McMillan then gets Birkbeck off the mark with Simon de Montfort, and they continued their excellent bonus form with three out of three on Argand diagrams. A second for McMillan gave them the opportunity to take the lead, but they didn’t quite manage. 

York E. Smith (not the lead singer of The Fall) wins the picture starter with Thai. In the first round Roger Tilling still announced them by their initials, though their names on the desks were both simply Smith.

Huntley recognises Guys and Dolls on the next starter, winning Birkbeck a bonus set on Formula 1, which they struggle with. 

McMillan negs with ‘categorical imperative’, but he knew he was wrong before Rajan tells him. The answer is transcendental idealism, but York can’t pick this up, with O. Smith instead buzzing in with ‘atheistic existentialism’, an admirable attempt at making up a complicated sounding philosophical term. 

Not put off by his incorrect buzz, McMillan makes the points back with Harold Pinter. Huntley recognises chickpea flour as the principle ingredient in Burmese tofu, which I made a few weeks ago.

Surprisingly easy to make

This gives them the lead for the first time in the match. No one gets the music starter, which is Eric B and Rakim. Rajan scolds them, telling them that they really should listen to more hip hop from that era. It feels sort of like when Paxman used to chastise people for not knowing obscure historical things which he thought were obvious, except instead of doing it to signify his superior intellect, Rajan is doing it to signify his superior cultural taste. 

Bachelor gets York going again with The Night Watch, before another neg from McMillan (who puts his head in his hands again) allows E. Smith another too. She then has a neg of her own, coming in with ISIS before the question mentioned that name, asking instead for Daesh, which Huntley gets. 

York need to keep up their momentum if they want to make it through, and Bachelor’s fourth starter keeps them within touching distance. 

It takes a while, but McMillan gets the next starter on Groundhog Day. 

It takes a while, but McMillan gets the next starter on Groundhog Day

It takes a while, etc…

A third slip up from McMillan (he’s been involved in almost every starter it seems, rightly or wrongly) gives York hope. He is a lot closer this time, giving P-O instead of P-A, but it doesn’t matter. Bachelor steals the points and a hat-trick brings them within 20 points, with one minute to go. 

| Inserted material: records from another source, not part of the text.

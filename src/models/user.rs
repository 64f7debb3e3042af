use mongodb::bson::oid::ObjectId;
use serde::{Deserialize, Serialize};

use super::require;
use crate::utils::AppError;

/// User document as stored in the `users` collection
#[derive(Debug, Clone, PartialEq, Serialize, Deserialize)]
pub struct User {
    #[serde(rename = "_id")]
    pub id: ObjectId,
    pub name: String,
    /// Unique across users (pre-checked on create, unique index in MongoDB)
    pub email: String,
}

/// Body of POST /users and PUT /users/{id}
#[derive(Debug, Clone, Deserialize, utoipa::ToSchema)]
pub struct UserRequest {
    #[serde(default)]
    pub name: String,
    #[serde(default)]
    pub email: String,
}

impl UserRequest {
    pub fn validate(&self) -> Result<(), AppError> {
        require("name", &self.name)?;
        require("email", &self.email)
    }
}

#[derive(Debug, Clone, PartialEq, Serialize, utoipa::ToSchema)]
pub struct UserResponse {
    #[serde(rename = "_id")]
    pub id: String,
    pub name: String,
    pub email: String,
}

impl From<User> for UserResponse {
    fn from(u: User) -> Self {
        UserResponse {
            id: u.id.to_hex(),
            name: u.name,
            email: u.email,
        }
    }
}

#[cfg(test)]
mod tests {
    use super::*;

    #[test]
    fn test_validate_requires_name_and_email() {
        let request = UserRequest { name: "Ana".into(), email: "  ".into() };
        match request.validate() {
            Err(AppError::ValidationFailure(msg)) => assert_eq!(msg, "email is required"),
            other => panic!("unexpected result: {:?}", other),
        }

        let request = UserRequest { name: "Ana".into(), email: "ana@example.com".into() };
        assert!(request.validate().is_ok());
    }

    #[test]
    fn test_response_uses_hex_id() {
        let id = ObjectId::new();
        let json = serde_json::to_value(UserResponse::from(User {
            id,
            name: "Ana".into(),
            email: "ana@example.com".into(),
        }))
        .unwrap();

        assert_eq!(json["_id"], id.to_hex());
        assert_eq!(json["email"], "ana@example.com");
    }
}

O. Smith makes this 10 with Pascal

Two quick bonuses tie the game. 

They think they know the third – Camille Pizzaro….

Wrong. 

Gong.

Tiebreak. 

Rajan explains very pointedly that if you buzz in and get it wrong, you lose. 

Which sense organ…

Birkbeck, McMillan.

It had to be him, didn’t it. 

6 right, 3 wrong so far. 

Eye?

Rajan exhales, pauses.

But he’s only screwing with him. 

It’s correct, Birkbeck win.

What a game. What confidence from McMillan to buzz again after three negs. 

Birkbeck 165*–155 York

Commiserations to York, who put up an excellent fight. I’m looking forward to seeing Birkbeck in the quarter finals at least two more times. 

Now, who thinks I’m going to make my connection in Glasgow? The Preston-Glasgow leg has been delayed by wind and I currently have an estimated 4 minutes to make it from Central to Queen Street, which is not physically possible.

Here’s hoping that one is delayed too… okay, just checked and we are now 49 minutes behind schedule, meaning I have negative 9 minutes to sprint across town. Somehow I don’t think that’s going to happen...

Merry Christmas! I'll see you in the New Year.